* What the task asks
Below are some entries. Repeat exactly the lines from the one with "pub mod properties" through the one with "pub fn email_in_any_case(pool: usize)", and only those.

* Records for processing
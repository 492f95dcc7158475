use crate::runner::RunParameters;
use clap::Parser;
use std::path::PathBuf;

pub const DEFAULT_ASSET: &str = "assets/simple_box.xml";

/// Load a scene, step it for a bounded run and optionally show a live viewer.
#[derive(Parser, Debug, Clone, PartialEq)]
#[command(name = "simrun", version, about, long_about = None)]
pub struct Cli {
    /// Path to the MJCF scene file
    #[arg(long, value_name = "PATH", default_value = DEFAULT_ASSET)]
    pub asset: PathBuf,

    /// Run without opening a viewer window
    #[arg(long)]
    pub headless: bool,

    /// Number of simulation steps to run (0 = unlimited until --max-time)
    #[arg(long, value_name = "N", default_value_t = 0)]
    pub steps: u64,

    /// Maximum wall-clock seconds to simulate (0 = unlimited)
    #[arg(
        long = "max-time",
        value_name = "SECS",
        default_value_t = 5.0,
        value_parser = parse_seconds
    )]
    pub max_time: f64,
}

impl Cli {
    #[must_use]
    pub fn run_parameters(&self) -> RunParameters {
        RunParameters {
            headless: self.headless,
            step_limit: self.steps,
            max_seconds: self.max_time,
        }
    }
}

fn parse_seconds(raw: &str) -> Result<f64, String> {
    let seconds: f64 = raw
        .trim()
        .parse()
        .map_err(|e| format!("must be a number of seconds: {e}"))?;
    if !seconds.is_finite() || seconds < 0.0 {
        return Err(format!(
            "must be a finite, non-negative number of seconds, got {raw}"
        ));
    }
    Ok(seconds)
}

#[cfg(test)]
mod tests {
    use super::*;
    use clap::error::ErrorKind;

    #[test]
    fn defaults() {
        let cli = Cli::try_parse_from(["simrun"]).unwrap();
        assert_eq!(cli.asset, PathBuf::from(DEFAULT_ASSET));
        assert!(!cli.headless);
        assert_eq!(cli.run_parameters(), RunParameters::default());
    }

    #[test]
    fn all_flags() {
        let cli = Cli::try_parse_from([
            "simrun",
            "--asset",
            "scenes/pile.xml",
            "--headless",
            "--steps",
            "250",
            "--max-time",
            "0.5",
        ])
        .unwrap();
        assert_eq!(
            cli.run_parameters(),
            RunParameters {
                headless: true,
                step_limit: 250,
                max_seconds: 0.5,
            }
        );
        assert_eq!(cli.asset, PathBuf::from("scenes/pile.xml"));
    }

    #[test]
    fn non_numeric_steps_rejected() {
        let err = Cli::try_parse_from(["simrun", "--steps", "ten"]).unwrap_err();
        assert_eq!(err.kind(), ErrorKind::ValueValidation);
        assert!(err.to_string().contains("--steps"));
    }

    #[test]
    fn non_numeric_max_time_rejected() {
        let err = Cli::try_parse_from(["simrun", "--max-time", "soon"]).unwrap_err();
        assert_eq!(err.kind(), ErrorKind::ValueValidation);
        assert!(err.to_string().contains("--max-time"));
    }

    #[test]
    fn negative_max_time_rejected() {
        assert!(Cli::try_parse_from(["simrun", "--max-time=-1"]).is_err());
        assert!(Cli::try_parse_from(["simrun", "--max-time", "inf"]).is_err());
    }

    #[test]
    fn help_is_reported_as_display() {
        let err = Cli::try_parse_from(["simrun", "-h"]).unwrap_err();
        assert_eq!(err.kind(), ErrorKind::DisplayHelp);
    }
}
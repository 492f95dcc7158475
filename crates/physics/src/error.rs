use std::path::PathBuf;
use thiserror::Error;

#[derive(Error, Debug)]
pub enum PhysicsError {
    #[error("failed to read scene file {}", path.display())]
    Io {
        path: PathBuf,
        #[source]
        source: std::io::Error,
    },
    #[error("malformed scene XML")]
    Xml(#[from] roxmltree::Error),
    #[error("expected <mujoco> root element, found <{0}>")]
    UnexpectedRoot(String),
    #[error("invalid value `{value}` for attribute `{attribute}` on <{element}>")]
    InvalidAttribute {
        element: String,
        attribute: &'static str,
        value: String,
    },
    #[error("unsupported geom type `{0}`")]
    UnsupportedGeom(String),
    #[error("timestep must be positive and finite, got {0}")]
    InvalidTimestep(f64),
    #[error("body `{body}` diverged at t={time:.4}s")]
    Diverged { body: String, time: f64 },
}
//! # Scene Model
//!
//! The immutable description of a scene produced from an MJCF document.
//! A [`Model`] is built once per run and only read afterwards; all mutable
//! quantities live in [`crate::State`].

use crate::error::PhysicsError;
use crate::mjcf;
use crate::types::{Geom, Shape, SimOptions, Vec3};
use std::path::Path;

/// A free-floating rigid body and the geoms welded to it.
#[derive(Clone, Debug, PartialEq)]
pub struct Body {
    pub name: String,
    /// World position of the body frame at `t = 0`.
    pub initial_pos: Vec3,
    /// Geoms with offsets relative to the body frame.
    pub geoms: Vec<Geom>,
}

/// Immutable scene description.
#[derive(Clone, Debug, PartialEq)]
pub struct Model {
    pub name: String,
    pub options: SimOptions,
    /// Dynamic bodies, indexed in the same order as the vectors of [`crate::State`].
    pub bodies: Vec<Body>,
    /// Geoms fixed to the world, offsets in world coordinates.
    pub static_geoms: Vec<Geom>,
}

impl Model {
    /// Load a model from an MJCF file on disk.
    ///
    /// # Errors
    ///
    /// Returns [`PhysicsError::Io`] if the file cannot be read and any of the
    /// parse errors of [`Model::from_xml_str`] otherwise.
    pub fn from_xml_path(path: impl AsRef<Path>) -> Result<Self, PhysicsError> {
        let path = path.as_ref();
        let source = std::fs::read_to_string(path).map_err(|source| PhysicsError::Io {
            path: path.to_path_buf(),
            source,
        })?;
        let model = Self::from_xml_str(&source)?;
        tracing::info!(
            "Loaded model '{}' from {}: {} dynamic bodies, {} static geoms, dt = {}",
            model.name,
            path.display(),
            model.bodies.len(),
            model.static_geoms.len(),
            model.options.timestep
        );
        Ok(model)
    }

    /// Parse a model from MJCF source text.
    ///
    /// # Errors
    ///
    /// Returns an error for malformed XML, a root element other than
    /// `<mujoco>`, unparsable attribute values or unsupported geom types.
    pub fn from_xml_str(source: &str) -> Result<Self, PhysicsError> {
        mjcf::parse_document(source)
    }

    /// Static planes as `(point on plane, unit normal, geom)`.
    pub fn planes(&self) -> impl Iterator<Item = (Vec3, Vec3, &Geom)> {
        self.static_geoms.iter().filter_map(|geom| match geom.shape {
            Shape::Plane { normal, .. } => Some((geom.offset, normal, geom)),
            _ => None,
        })
    }
}
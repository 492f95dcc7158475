use physics::{Model, State, Vec3};
use render::mesh::{scene_vertices, Vertex};

const SCENE: &str = r#"
<mujoco>
  <worldbody>
    <geom type="plane" size="2 3 0.1" rgba="1 1 1 1"/>
    <body pos="0 0 1">
      <freejoint/>
      <geom type="box" size="0.1 0.2 0.3" rgba="1 0 0 1"/>
    </body>
    <body pos="1 0 1">
      <freejoint/>
      <geom type="sphere" size="0.25"/>
    </body>
  </worldbody>
</mujoco>
"#;

fn to_vec3(p: [f32; 3]) -> Vec3 {
    Vec3::new(p[0], p[1], p[2])
}

fn triangles(vertices: &[Vertex]) -> impl Iterator<Item = [Vec3; 3]> + '_ {
    vertices.chunks_exact(3).map(|t| {
        [
            to_vec3(t[0].position),
            to_vec3(t[1].position),
            to_vec3(t[2].position),
        ]
    })
}

#[test]
fn scene_produces_plane_quad_and_two_cuboids() {
    let model = Model::from_xml_str(SCENE).unwrap();
    let state = State::new(&model);
    let vertices = scene_vertices(&model, &state);
    assert_eq!(vertices.len(), 6 + 36 + 36);
}

#[test]
fn plane_quad_spans_its_size() {
    let model = Model::from_xml_str(SCENE).unwrap();
    let state = State::new(&model);
    let vertices = scene_vertices(&model, &state);
    let plane = &vertices[..6];
    let max_x = plane.iter().map(|v| v.position[0]).fold(f32::MIN, f32::max);
    let max_y = plane.iter().map(|v| v.position[1]).fold(f32::MIN, f32::max);
    assert!((max_x - 2.0).abs() < 1e-5);
    assert!((max_y - 3.0).abs() < 1e-5);
    assert!(plane.iter().all(|v| v.position[2].abs() < 1e-6));
}

#[test]
fn cuboid_triangles_face_outwards() {
    let model = Model::from_xml_str(SCENE).unwrap();
    let state = State::new(&model);
    let vertices = scene_vertices(&model, &state);
    let center = Vec3::new(0.0, 0.0, 1.0);
    for [a, b, c] in triangles(&vertices[6..42]) {
        let normal = (b - a).cross(c - a);
        let centroid = (a + b + c) / 3.0;
        assert!(normal.dot(centroid - center) > 0.0);
    }
}

#[test]
fn body_geometry_follows_state() {
    let model = Model::from_xml_str(SCENE).unwrap();
    let mut state = State::new(&model);
    state.positions[0] = Vec3::new(5.0, 0.0, 1.0);
    let vertices = scene_vertices(&model, &state);
    let min_x = vertices[6..42]
        .iter()
        .map(|v| v.position[0])
        .fold(f32::MAX, f32::min);
    assert!((min_x - 4.9).abs() < 1e-5);
}

#[test]
fn vertex_layout_matches_struct_size() {
    assert_eq!(Vertex::layout().array_stride, 24);
    assert_eq!(Vertex::layout().attributes.len(), 2);
}
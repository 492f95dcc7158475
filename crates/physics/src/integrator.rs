//! # Physics Integration
//!
//! Semi-implicit Euler for translating bodies: velocity is updated from
//! gravity first, then position from the new velocity.

use crate::types::Vec3;

pub fn integrate_bodies(positions: &mut [Vec3], velocities: &mut [Vec3], gravity: Vec3, dt: f32) {
    for (pos, vel) in positions.iter_mut().zip(velocities.iter_mut()) {
        *vel += gravity * dt;
        *pos += *vel * dt;
    }
}
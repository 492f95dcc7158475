use crate::model::Model;
use crate::types::Vec3;

/// Mutable simulation data for one [`Model`], advanced in place by
/// [`crate::step`].
#[derive(Clone, Debug, PartialEq)]
pub struct State {
    /// Simulated time in seconds.
    pub time: f64,
    /// World position of each dynamic body frame.
    pub positions: Vec<Vec3>,
    pub velocities: Vec<Vec3>,
    /// Number of geom/plane contacts resolved during the last step.
    pub active_contacts: usize,
}

impl State {
    #[must_use]
    pub fn new(model: &Model) -> Self {
        Self {
            time: 0.0,
            positions: model.bodies.iter().map(|b| b.initial_pos).collect(),
            velocities: vec![Vec3::ZERO; model.bodies.len()],
            active_contacts: 0,
        }
    }

    /// Return to the initial configuration of `model`.
    pub fn reset(&mut self, model: &Model) {
        *self = Self::new(model);
    }
}
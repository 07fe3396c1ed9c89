//! # Volunteer Hub Testing
//!
//! Testing utilities for Volunteer Hub.
//!
//! This crate provides:
//! - Mock implementations of the core's injected dependencies (clocks,
//!   event stores, notifiers)
//! - Fixtures for building events and services
//! - Property-based testing strategies
//! - A Given-When-Then harness for signup scenarios
//!
//! ## Example
//!
//! ```ignore
//! use volunteer_hub_testing::{fixtures, test_clock};
//!
//! #[tokio::test]
//! async fn test_signup_flow() {
//!     let (hub, _store) = fixtures::in_memory_hub(test_clock());
//!     let event = hub.create(fixtures::upcoming_draft("Food Drive", &[("Sorter", 2)])).await?;
//!
//!     let receipt = hub.sign_up(event.id, 0, "Ada", "ada@example.com").await?;
//!     assert_eq!(receipt.event.roles[0].volunteers.len(), 1);
//! }
//! ```

use chrono::{DateTime, Utc};
use volunteer_hub_core::environment::Clock;

pub mod fixtures;
pub mod notifier_mocks;
pub mod scenario;
pub mod store_mocks;

/// Mock implementations of the clock.
pub mod mocks {
    use super::{Clock, DateTime, Utc};
    use std::sync::{Arc, Mutex};

    /// Fixed clock for deterministic tests
    ///
    /// Always returns the same time, making tests reproducible.
    ///
    /// # Example
    ///
    /// ```
    /// use volunteer_hub_testing::mocks::FixedClock;
    /// use volunteer_hub_core::environment::Clock;
    /// use chrono::Utc;
    ///
    /// let clock = FixedClock::new(Utc::now());
    /// let time1 = clock.now();
    /// let time2 = clock.now();
    /// assert_eq!(time1, time2); // Always the same!
    /// ```
    #[derive(Debug, Clone)]
    pub struct FixedClock {
        time: DateTime<Utc>,
    }

    impl FixedClock {
        /// Create a new fixed clock with the given time
        #[must_use]
        pub const fn new(time: DateTime<Utc>) -> Self {
            Self { time }
        }
    }

    impl Clock for FixedClock {
        fn now(&self) -> DateTime<Utc> {
            self.time
        }
    }

    /// Clock that only moves when told to.
    ///
    /// Clones share the same time, so a test can keep one handle and give
    /// another to the service.
    #[derive(Debug, Clone)]
    pub struct ManualClock {
        time: Arc<Mutex<DateTime<Utc>>>,
    }

    impl ManualClock {
        /// Start at `time`
        #[must_use]
        pub fn new(time: DateTime<Utc>) -> Self {
            Self {
                time: Arc::new(Mutex::new(time)),
            }
        }

        /// Move time forward (or backward, with a negative duration)
        ///
        /// # Panics
        ///
        /// Panics if the lock is poisoned.
        #[allow(clippy::unwrap_used)]
        pub fn advance(&self, by: chrono::Duration) {
            let mut time = self.time.lock().unwrap();
            *time += by;
        }

        /// Jump to `time`
        ///
        /// # Panics
        ///
        /// Panics if the lock is poisoned.
        #[allow(clippy::unwrap_used)]
        pub fn set(&self, time: DateTime<Utc>) {
            *self.time.lock().unwrap() = time;
        }
    }

    impl Clock for ManualClock {
        #[allow(clippy::unwrap_used)]
        fn now(&self) -> DateTime<Utc> {
            *self.time.lock().unwrap()
        }
    }

    /// Create a default fixed clock for tests (2025-01-01 00:00:00 UTC)
    ///
    /// # Panics
    ///
    /// This function will panic if the hardcoded timestamp fails to parse,
    /// which should never happen in practice.
    #[must_use]
    #[allow(clippy::expect_used)]
    pub fn test_clock() -> FixedClock {
        FixedClock::new(
            DateTime::parse_from_rfc3339("2025-01-01T00:00:00Z")
                .expect("hardcoded timestamp should always parse")
                .with_timezone(&Utc),
        )
    }
}

/// Property-based testing utilities using proptest.
pub mod properties {
    use proptest::prelude::*;

    /// Emails drawn from a small pool, in random letter case.
    ///
    /// The pool is small on purpose so sequences contain repeats.
    pub fn email_in_any_case(pool: usize) -> impl Strategy<Value = String> {
        (0..pool.max(1), any::<bool>()).prop_map(|(person, shout)| {
            let email = format!("volunteer{person}@example.org");
            if shout { email.to_uppercase() } else { email }
        })
    }

    /// Role capacities between 1 and `max`.
    pub fn slot_counts(max_roles: usize, max: u32) -> impl Strategy<Value = Vec<u32>> {
        proptest::collection::vec(1..=max.max(1), 1..=max_roles.max(1))
    }
}

/// Install a `tracing` subscriber writing to the test harness.
///
/// Safe to call from every test; only the first call installs anything.
pub fn init_test_tracing() {
    let _ = tracing_subscriber::fmt()
        .with_env_filter(
            tracing_subscriber::EnvFilter::try_from_default_env()
                .unwrap_or_else(|_| tracing_subscriber::EnvFilter::new("warn")),
        )
        .with_test_writer()
        .try_init();
}

// Re-export commonly used items
pub use mocks::{FixedClock, ManualClock, test_clock};
pub use notifier_mocks::{FailingNotifier, NoticeKind, RecordingNotifier};
pub use scenario::SignupScenario;
pub use store_mocks::{InterleavingEventStore, StalledEventStore, UnavailableEventStore};
pub use volunteer_hub_core::memory::InMemoryEventStore;

#[cfg(test)]
mod tests {
    use super::*;

    #[test]
    fn test_fixed_clock() {
        let clock = test_clock();
        let time1 = clock.now();
        let time2 = clock.now();
        assert_eq!(time1, time2);
    }

    #[test]
    fn test_manual_clock_shares_time() {
        let clock = ManualClock::new(test_clock().now());
        let handle = clock.clone();

        handle.advance(chrono::Duration::hours(2));
        assert_eq!(clock.now(), test_clock().now() + chrono::Duration::hours(2));

        handle.set(test_clock().now());
        assert_eq!(clock.now(), test_clock().now());
    }
}
//! HTTP request handlers.
//!
//! This module contains all HTTP handlers organized by audience.

pub mod admin;
pub mod events;
pub mod health;

pub use health::{health_check, readiness_check};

* Response
pub mod properties {
    use proptest::prelude::*;

    /// Emails drawn from a small pool, in random letter case.
    ///
    /// The pool is small on purpose so sequences contain repeats.
    pub fn email_in_any_case(pool: usize) -> impl Strategy<Value = String> {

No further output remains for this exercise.